Thomas Bach peut dormir d’un sommeil paisible : il n’est pas encore venu le temps où les athlètes du monde entier lui réclameront de pouvoir poser un genou à terre sur la piste, lever un poing sur le podium, ou se pointer à la piscine habillé d’un peignoir affichant un slogan politique. Tous les signes le démontrent : les olympiens veulent pouvoir s’exprimer, mais en dehors de l’aire de jeu.
Dernier exemple en date : le Canada. A la demande de la commission des athlètes du CIO, le comité olympique canadien (COC) a sondé ses sportifs, actuels ou passés, sur l’opportunité de modifier ou abolir la règle 50 de la charte olympique. Pour rappel, elle précise dans son deuxième alinéa (le premier est consacré à l’interdiction publicitaire), « qu’aucune sorte de démonstration ou de propagande politique, religieuse ou raciale n’est autorisée dans un lieu, site ou autre emplacement olympique. »

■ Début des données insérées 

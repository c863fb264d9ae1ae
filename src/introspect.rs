//! Field discovery: join a struct's bindings with its serialized values.

use crate::binding::{self, EnvConfig};
use crate::capture::{self, Captured};
use crate::error::EnvfigError;
use crate::types::FieldDescriptor;

/// List the environment-bound fields of `config`, in declaration order.
///
/// A field is listed when it carries a non-empty `env` binding and is visible
/// to serialization. Fields hidden from serde are skipped without error.
pub fn fields<C: EnvConfig>(config: &C) -> Result<Vec<FieldDescriptor>, EnvfigError> {
    let captured = capture::capture(config)?;

    let descriptors = binding::bindings::<C>()
        .into_iter()
        .filter_map(|b| {
            let Captured { kind, value } = lookup(&captured, b.field)?.clone();
            Some(FieldDescriptor {
                name: b.tag.name,
                field: b.field,
                kind,
                value,
                secrecy: b.tag.secrecy,
            })
        })
        .collect();

    Ok(descriptors)
}

pub(crate) fn lookup<'a>(
    captured: &'a [(&'static str, Captured)],
    field: &str,
) -> Option<&'a Captured> {
    captured
        .iter()
        .find(|(name, _)| *name == field)
        .map(|(_, c)| c)
}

Au cours des derniers mois, la commission des athlètes du COC a lancé une vaste consultation auprès de ses membres. Elle a ratissé large. Surtout, elle a multiplié les outils de mesure : une sensibilisation individuelle des athlètes, un webinaire public, des questions et réponses à l’intention de toutes les équipes nationales, et enfin un sondage distribué à tous les olympiens canadiens.
Dans un pays souvent en pointe dans la revendication d’une plus grande expression du mouvement sportif, le résultat aurait pu être explosif. Il se révèle assez conservateur.
Certes, les athlètes canadiens ont listé une série de sept recommandations à soumettre au CIO. Mais elles portent pour l’essentiel sur une plus grande clarté dans les définitions. Que signifie réellement « démonstration » ? Quelle différence avec « manifestation » ? Où se situe la « propagande » ? Les athlètes canadiens veulent plus de précisions sur le cadre exact de la règle 50 de la charte olympique.
Mais, surprise, ils sont une immense majorité à souhaiter le maintien de cette règle, pourtant montrée du doigt depuis plusieurs mois par certaines organisations ou syndicats internationaux d’athlètes.
A l’image des Australiens, des Allemands et des Irlandais, dont les consultations ont déjà été rendues publiques, les Canadiens ne veulent pas toucher à l’aire de jeu. Ils veulent pouvoir s’exprimer dans le cadre des Jeux, mais en dehors des zones les plus sacralisées de l’univers olympique : le stade, le podium et la cérémonie d’ouverture.
Les résultats du sondage mené par la commission des athlètes du COC sont éloquents : 78,95 % des olympiens canadiens sont opposés à la possibilité de manifester une opinion sur le terrain de jeu, 60,71 % sont contre l’idée de le faire sur le podium, 58,93 % répondent ne pas vouloir toucher à la cérémonie de remise des médailles.
Plus de 50 ans après les Jeux de Mexico, les athlètes ne veulent pas revivre, comme acteurs ou témoins, les scènes des Américains levant un poing ganté sur le podium. Ils veulent pouvoir s’exprimer, mais seulement de façon encadrée. Le sondage publié par le COC révèle qu’ils sont 77,19 % à souhaiter pouvoir parler librement dans des zones spécifiques au village olympique, et 68,97 % à y être favorables en zone mixte.
Au moment où les joueurs de la NBA ont remplacé leurs noms sur les maillots par des mots ou des slogans pour la justice sociale, le mouvement olympique peut sembler frileux. L’ex-bosseur Philippe Marquis, membre de la commission des athlètes du COC, explique : « Nous voulons non seulement plus de clarté, mais aussi la possibilité pour les athlètes de faire entendre leurs voix sur tous les sujets. Mais il y a quelque chose de quasi unanime chez les athlètes canadiens : on veut protéger l’aire de jeu. C’est pourquoi il ne fait aucun sens d’abolir complètement la règle 50. Il est difficile de comparer les sports olympiques et professionnels. L’univers olympique fait intervenir plus de 200 pays à travers le monde, qui se trouvent dans des situations socioéconomiques et sociopolitiques très différentes de celles où on trouve le sport professionnel. »
La commission des athlètes du CIO doit soumettre son premier rapport à la commission exécutive de l’instance olympique au mois de décembre prochain. Elle devra ensuite présenter ses recommandations, au cours du premier trimestre 2021. Elles s’annoncent timides.